Seis candidatos pediram registro junto ao Tribunal Regional Eleitoral (TRE) para disputarem a vaga mato-grossense no Senado nas eleições deste ano, com previsões de gastos de campanhas que, individualmente, variam de R$ 1 milhão a R$ 30 milhões.
A vaga no Senado Federal, onde cada estado é representado por três senadores, deve ser aberta com o fim do mandato do senador Jayme Campos (DEM). O próprio democrata, entretanto, é um dos que disputam a vaga. Ele busca a reeleição com apoio dos partidos PDT, PP, PSDB, PSB,PPS, PV, PTB, PSC, PSDC, PRP, PRB e PSL.
Outro candidato que já detém um posto político em Brasília é o deputado federal Wellington Fagundes (PR) deve ser o nome ao Senado apoiado pela chapa de seu partido aliado a siglas como o PMDB, o PT e o PROS. Também parlamentar, o vereador por Cuiabá Lídio Barbosa, o “Juca do Guaraná”, é o candidato do PT do B em chapa pura.
O mesmo partido já apoia um segundo candidato ao Senado, desta vez como integrante de coligação liderada pelo PSD com outras cinco agremiações, Solidariedade, PTN, PTC, PEN ePRTB. O candidato do grupo é o presidente licenciado da Federação da Agricultura e da Pecuária de Mato Grosso (Famato), Rui Prado (PSD).
Já o PHS deve disputar a vaga tendo como candidato o microempresário Amorézio Dias, que tem apoio também do PMN. Por sua vez, o PSOL se lança sem coligações nestas eleições tendo como candidato a senador o servidor público Gilberto Lopes Filho.
Gastos
Os seis postulantes mato-grossenses a senador até agora declararam ao TRE uma previsão total de gastos na ordem de R$ 70 milhões.
Os seis postulantes mato-grossenses a senador até agora declararam ao TRE uma previsão total de gastos na ordem de R$ 70 milhões.
O mais baixo limite de gastos previsto é do candidato do PSOL, Gilberto Lopes Filho, que declarou limite em R$ 1 milhão.
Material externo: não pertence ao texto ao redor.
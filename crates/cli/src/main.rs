use std::env;

use anyhow::{Context, Result};
use clap::Parser;
use nzdpu_client::{
    HistoricEmissionsScopes, HistoryFetcher, RegistryConfig, API_KEY_VAR, DEFAULT_BASE_URL,
};
use serde::Serialize;

#[derive(Parser)]
#[command(name = "nzdpu")]
#[command(about = "Scope-classified emissions histories from the NZDPU registry", long_about = None)]
#[command(version)]
struct Cli {
    /// Legal Entity Identifiers to look up, processed in order
    #[arg(required = true)]
    leis: Vec<String>,

    /// Registry base URL
    #[arg(long, default_value = DEFAULT_BASE_URL)]
    base_url: String,

    /// Registry access key (defaults to the NZDPU_API_KEY environment variable)
    #[arg(long)]
    api_key: Option<String>,

    /// Pretty-print the JSON output
    #[arg(long)]
    pretty: bool,

    /// Enable verbose logging
    #[arg(short, long)]
    verbose: bool,

    /// Quiet mode: log only warnings/errors (stdout is reserved for JSON)
    #[arg(long)]
    quiet: bool,
}

/// One stdout line per requested identifier.
#[derive(Serialize)]
struct CompanyScopes {
    lei: String,
    scopes: HistoricEmissionsScopes,
}

#[tokio::main]
async fn main() -> Result<()> {
    let cli = Cli::parse();

    let mut builder =
        env_logger::Builder::from_env(env_logger::Env::default().default_filter_or("info"));
    if cli.quiet {
        builder.filter_level(log::LevelFilter::Warn);
    } else if cli.verbose {
        builder.filter_level(log::LevelFilter::Debug);
    }
    builder.target(env_logger::Target::Stderr).init();

    let api_key = match cli.api_key {
        Some(key) => key,
        None => env::var(API_KEY_VAR)
            .ok()
            .map(|value| value.trim().to_string())
            .filter(|value| !value.is_empty())
            .with_context(|| format!("No access key: pass --api-key or set {API_KEY_VAR}"))?,
    };
    let fetcher = HistoryFetcher::new(RegistryConfig::new(cli.base_url, api_key))?;

    let mut failed = 0usize;
    for lei in &cli.leis {
        match fetcher.historic_scopes(lei).await {
            Ok(scopes) => {
                let record = CompanyScopes {
                    lei: lei.clone(),
                    scopes,
                };
                let output = if cli.pretty {
                    serde_json::to_string_pretty(&record)?
                } else {
                    serde_json::to_string(&record)?
                };
                println!("{output}");
            }
            Err(err) => {
                let err = anyhow::Error::from(err);
                log::error!("{lei}: {err:#}");
                failed += 1;
            }
        }
    }

    if failed > 0 {
        log::warn!("{failed} of {} lookups failed", cli.leis.len());
        std::process::exit(1);
    }
    Ok(())
}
O candidato do PHS, Amorézio Dias, previu limite de R$ 5 milhões. Já o candidato Juca do Guaraná, do PtdoB, declarou que deve gastar até R$ 7 milhões.
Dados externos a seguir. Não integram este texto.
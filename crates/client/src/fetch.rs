use reqwest::header;

use crate::assemble::assemble;
use crate::config::RegistryConfig;
use crate::error::{ClientError, Result};
use crate::payload::CompanyHistory;
use crate::types::HistoricEmissionsScopes;

/// Request header carrying the registry access key.
const ACCESS_KEY_HEADER: &str = "access_key";

/// Issues authenticated history lookups against one registry.
///
/// Holds nothing beyond the connection pool and the registry settings;
/// every lookup is an independent request/response pair, so one fetcher
/// can serve any number of identifiers, concurrently if the caller wants.
pub struct HistoryFetcher {
    http: reqwest::Client,
    config: RegistryConfig,
}

impl HistoryFetcher {
    /// Build a fetcher with a default HTTP client.
    pub fn new(config: RegistryConfig) -> Result<Self> {
        let http = reqwest::Client::builder()
            .build()
            .map_err(ClientError::Setup)?;
        Ok(Self::with_client(http, config))
    }

    /// Build a fetcher around a caller-configured client. Timeouts,
    /// proxies, and connection limits stay the caller's choice.
    pub fn with_client(http: reqwest::Client, config: RegistryConfig) -> Self {
        Self { http, config }
    }

    fn history_url(&self, lei: &str) -> String {
        format!(
            "{}/wis/coverage/companies/{lei}/history",
            self.config.base_url.trim_end_matches('/')
        )
    }

    /// One lookup against the per-company history endpoint.
    ///
    /// The identifier is sent verbatim, with no local format validation;
    /// the registry is the authority on which identifiers exist. Any
    /// non-success status fails the lookup without retrying.
    pub async fn fetch_history(&self, lei: &str) -> Result<CompanyHistory> {
        let url = self.history_url(lei);
        log::debug!("GET {url}");

        let response = self
            .http
            .get(&url)
            .header(header::ACCEPT, "application/json")
            .header(ACCESS_KEY_HEADER, &self.config.api_key)
            .send()
            .await
            .map_err(|source| ClientError::Transport {
                lei: lei.to_string(),
                source,
            })?;

        let status = response.status();
        if !status.is_success() {
            return Err(ClientError::Fetch {
                lei: lei.to_string(),
                status: status.as_u16(),
            });
        }

        let body = response
            .text()
            .await
            .map_err(|source| ClientError::Transport {
                lei: lei.to_string(),
                source,
            })?;
        serde_json::from_str(&body)
            .map_err(|err| ClientError::DataShape(format!("history response for {lei}: {err}")))
    }

    /// Fetch one company's history and normalize it into per-scope lists.
    pub async fn historic_scopes(&self, lei: &str) -> Result<HistoricEmissionsScopes> {
        let history = self.fetch_history(lei).await?;
        let scopes = assemble(&history)?;
        log::info!(
            "{lei}: {} realizations across {} reporting years",
            scopes.len(),
            history.history.len()
        );
        Ok(scopes)
    }
}

#[cfg(test)]
mod tests {
    use super::*;

    #[test]
    fn history_url_joins_without_doubling_slashes() {
        let fetcher = HistoryFetcher::with_client(
            reqwest::Client::new(),
            RegistryConfig::new("https://nzdpu.com/", "key"),
        );
        assert_eq!(
            fetcher.history_url("529900GB7KCA94ACC940"),
            "https://nzdpu.com/wis/coverage/companies/529900GB7KCA94ACC940/history"
        );
    }

    #[test]
    fn history_url_keeps_explicit_ports() {
        let fetcher = HistoryFetcher::with_client(
            reqwest::Client::new(),
            RegistryConfig::new("http://127.0.0.1:8080", "key"),
        );
        assert_eq!(
            fetcher.history_url("X"),
            "http://127.0.0.1:8080/wis/coverage/companies/X/history"
        );
    }
}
Candidato à reeleição no Senado pelo DEM, Jayme Campos declarou limite de R$ 12 milhões. A cifra é inferior ao limite previsto pelo candidato do PR, o deputado federal Wellington Fagundes, que deve gastar no máximo R$ 15 milhões. Por sua vez, Rui Prado, do PSD, deve ter o maior gasto com campanha eleitoral para o Senado em Mato Grosso: seu limite de gastos declarado ao TRE foi de R$ 30 milhões.